Text: Hebrews 12:28-29

Dr Alex Tang

Hebrews 12: 28-29

28 Therefore, since we are receiving a kingdom that cannot be shaken, let us be thankful, and so worship God acceptably with reverence and awe, 29 for our “God is a consuming fire.”

 

Sermon statement

In our busy life, especially in difficult times, there is a tendency for us to ignore God and all that God has given us. We need to re-examine ourselves and make sure we are being obedience to God. Then all the good things that God has given us will be meaningful.

 

Introduction

The Book to the Hebrews

  • more than any books perplexes scholars as to its authorship than more other book in the Bible
  • produces the greatest information on Scripture on several doctrines: the Melchizedek Priesthood, the High Priest of Christ, the New Covenant, and the typology of the offerings and feasts in Leviticus
  • Greek is considered to be the most elegant in the New Testament. At least 157 words are used in this epistle which are not found elsewhere in the New Testament
  • OT quotes abound in the book. There are 86 direct quotes and altogether more than 100 references from the 21 OT books
  • Often called the fifth Gospel. The four Gospels relate what Christ did while on earth, Hebrews supplement by explaining his role in heaven now
  • Main message: Despite the perceived advantages, never let difficulties convince you to return to the religion you embraced before you were saved.

Outline of Hebrews

Rick Griffith, New Testament Survey (2), Singapore Bible College, 254

Today’s Text (Heb 12: 28-29) in Context (Hebrews 12:14-29)

14 Make every effort to live in peace with all men and to be holy; without holiness no one will see the Lord. 15 See to it that no one misses the grace of God and that no bitter root grows up to cause trouble and defile many. 16 See that no one is sexually immoral, or is godless like Esau, who for a single meal sold his inheritance rights as the oldest son. 17 Afterward, as you know, when he wanted to inherit this blessing, he was rejected. He could bring about no change of mind, though he sought the blessing with tears.

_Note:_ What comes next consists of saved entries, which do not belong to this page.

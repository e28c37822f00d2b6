//! Ellipsoidal (non-web) Mercator projection.
//!
//! The forward latitude transform is closed form; the inverse recovers
//! the conformal latitude with a fixed-point iteration. Latitudes are
//! clamped before projecting since the projection diverges at the poles.

use crate::core::constants::MERCATOR_MAX_LATITUDE;
use crate::core::geo::{Ellipsoid, LatLng, Point};
use std::f64::consts::FRAC_PI_2;

/// Convergence tolerance of the inverse latitude iteration, in radians
const PHI_TOLERANCE: f64 = 1e-10;

/// Iteration cap; past it the last estimate is returned as-is
const MAX_ITERATIONS: u32 = 15;

/// Projects a longitude to meters
pub fn project_x(lng: f64) -> f64 {
    Ellipsoid::WGS84.a * lng.to_radians()
}

/// Projects a latitude to meters, clamping to [-89.5, 89.5] first
pub fn project_y(lat: f64) -> f64 {
    let ellipsoid = Ellipsoid::WGS84;
    let lat = lat.clamp(-MERCATOR_MAX_LATITUDE, MERCATOR_MAX_LATITUDE);

    let e = ellipsoid.eccentricity();
    let phi = lat.to_radians();
    let con = e * phi.sin();
    let con = ((1.0 - con) / (1.0 + con)).powf(0.5 * e);
    let ts = (0.5 * (FRAC_PI_2 - phi)).tan() / con;

    -ellipsoid.a * ts.ln()
}

/// Inverts a planar x back to a longitude in degrees
pub fn unproject_x(x: f64) -> f64 {
    (x / Ellipsoid::WGS84.a).to_degrees()
}

/// Inverts a planar y back to a latitude in degrees.
///
/// Solves for the conformal latitude by fixed-point iteration. If the
/// tolerance is not reached within the iteration cap the last estimate
/// is returned; for realistic inputs the iteration converges in a
/// handful of steps.
pub fn unproject_y(y: f64) -> f64 {
    let ellipsoid = Ellipsoid::WGS84;
    let e = ellipsoid.eccentricity();
    let half_e = 0.5 * e;
    let ts = (-y / ellipsoid.a).exp();

    let mut phi = FRAC_PI_2 - 2.0 * ts.atan();
    for _ in 0..MAX_ITERATIONS {
        let con = e * phi.sin();
        let dphi = FRAC_PI_2 - 2.0 * (ts * ((1.0 - con) / (1.0 + con)).powf(half_e)).atan() - phi;
        phi += dphi;
        if dphi.abs() < PHI_TOLERANCE {
            return phi.to_degrees();
        }
    }

    log::debug!("inverse Mercator latitude hit the iteration cap for y={}", y);
    phi.to_degrees()
}

/// Projects a coordinate to planar meters
pub fn project(lat_lng: &LatLng) -> Point {
    Point::new(project_x(lat_lng.lng), project_y(lat_lng.lat))
}

/// Inverts a planar point back to geographic coordinates
pub fn unproject(point: &Point) -> LatLng {
    LatLng::new(unproject_y(point.y), unproject_x(point.x))
}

18 You have not come to a mountain that can be touched and that is burning with fire; to darkness, gloom and storm;19 to a trumpet blast or to such a voice speaking words that those who heard it begged that no further word be spoken to them, 20 because they could not bear what was commanded: “If even an animal touches the mountain, it must be stoned.” a 21 The sight was so terrifying that Moses said, “I am trembling with fear.” b

22 But you have come to Mount Zion, to the heavenly Jerusalem, the city of the living God. You have come to thousands upon thousands of angels in joyful assembly, 23 to the church of the firstborn, whose names are written in heaven. You have come to God, the judge of all men, to the spirits of righteous men made perfect, 24 to Jesus the mediator of a new covenant, and to the sprinkled blood that speaks a better word than the blood of Abel.

25 See to it that you do not refuse him who speaks. If they did not escape when they refused him who warned them on earth, how much less will we, if we turn away from him who warns us from heaven? 26 At that time his voice shook the earth, but now he has promised, “Once more I will shake not only the earth but also the heavens.”  27 The words “once more” indicate the removing of what can be shaken—that is, created things—so that what cannot be shaken may remain.

28 Therefore, since we are receiving a kingdom that cannot be shaken, let us be thankful, and so worship God acceptably with reverence and awe, 29 for our “God is a consuming fire.”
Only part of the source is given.